Yoga doesn’t help heart health

Jun 5th, 2012
Zoë Sophos

Young women practice warrior poseDaily downward dogs may have a special place in the hearts of yogis, but recent studies show that regular yoga practice doesn’t share the love with this vital organ. Two sets of findings presented last week at the annual American College of Sports Medicine meeting in San Francisco concluded that yoga has no impact on heart function or health.

A team of researchers from the University of New South Wales in Kensington, Australia, studied a group of 34 healthy adults who worked in offices. Half were held as a control group, and the other half participated in 50-minute yoga classes three times a week on their lunch breaks, led by an experienced yoga instructor. The classes incorporated postures, flows, breathing exercises and meditations.

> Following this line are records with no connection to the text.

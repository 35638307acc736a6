//! Tracing setup: human-readable console output plus optional JSON files.

use anyhow::{Context, Result};
use spoa_auth_config::LoggingConfig;
use tracing_appender::non_blocking::WorkerGuard;
use tracing_subscriber::EnvFilter;
use tracing_subscriber::prelude::*;

/// Crates whose logs follow the configured level; everything else is `warn`.
const CRATES: [&str; 6] = [
    "spoa_auth",
    "spoa_auth_config",
    "spoa_auth_types",
    "spoa_auth_spop",
    "spoa_auth_oidc",
    "spoa_auth_ldap",
];

/// `EnvFilter` directives for `level`.
pub fn filter_directives(level: &str) -> String {
    let mut directives: Vec<String> = CRATES
        .iter()
        .map(|krate| format!("{}={}", krate, level))
        .collect();
    directives.push("warn".to_string());
    directives.join(",")
}

fn filter(level: &str) -> Result<EnvFilter> {
    EnvFilter::try_new(filter_directives(level))
        .with_context(|| format!("invalid log level '{}'", level))
}

/// Install the global subscriber.
///
/// `RUST_LOG` overrides the console filter. The returned guard flushes the
/// file writer and must be held until exit.
pub fn init(config: &LoggingConfig, verbose: bool) -> Result<Option<WorkerGuard>> {
    let level = if verbose { "debug" } else { config.log_level.as_str() };
    let console_filter = match EnvFilter::try_from_default_env() {
        Ok(filter) => filter,
        Err(_) => filter(level)?,
    };

    let (file_layer, guard) = match &config.directory {
        Some(dir) => {
            let appender = tracing_appender::rolling::daily(dir, &config.file_prefix);
            let (writer, guard) = tracing_appender::non_blocking(appender);
            let layer = tracing_subscriber::fmt::layer()
                .json()
                .with_writer(writer)
                .with_filter(filter(level)?);
            (Some(layer), Some(guard))
        }
        None => (None, None),
    };

    tracing_subscriber::registry()
        .with(
            tracing_subscriber::fmt::layer()
                .with_target(true)
                .with_filter(console_filter),
        )
        .with(file_layer)
        .try_init()
        .context("failed to install tracing subscriber")?;

    Ok(guard)
}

After 10 weeks, the participants were evaluated for changes in overall fitness using pushups, side planks and the sit-and-reach test, as well as for changes in heart health using resting heart rate. The researchers found significant improvements in overall flexibility, musculoskeletal fitness and intermittent stress but no change in the healthfulness or ease of heart function.

Another group of researchers from the University of Texas at Austin looked at the effect of Bikram yoga on cholesterol and blood pressure as they relate to heart health. Bikram yoga is a form of heated yoga involving 26 postures practiced for 90-minute periods. Of the 52 participants in this study who practiced Bikram yoga three times a week for eight weeks about half were obese and half were lean.

After the eight-week course, participants were found to have no significant change in body mass, body fat or blood pressure. There was also no lowering of cholesterol levels or the risk factors for diabetes. While Bikram did help with general flexibility and quality of life, its affects on heart health are simply two sizes too small.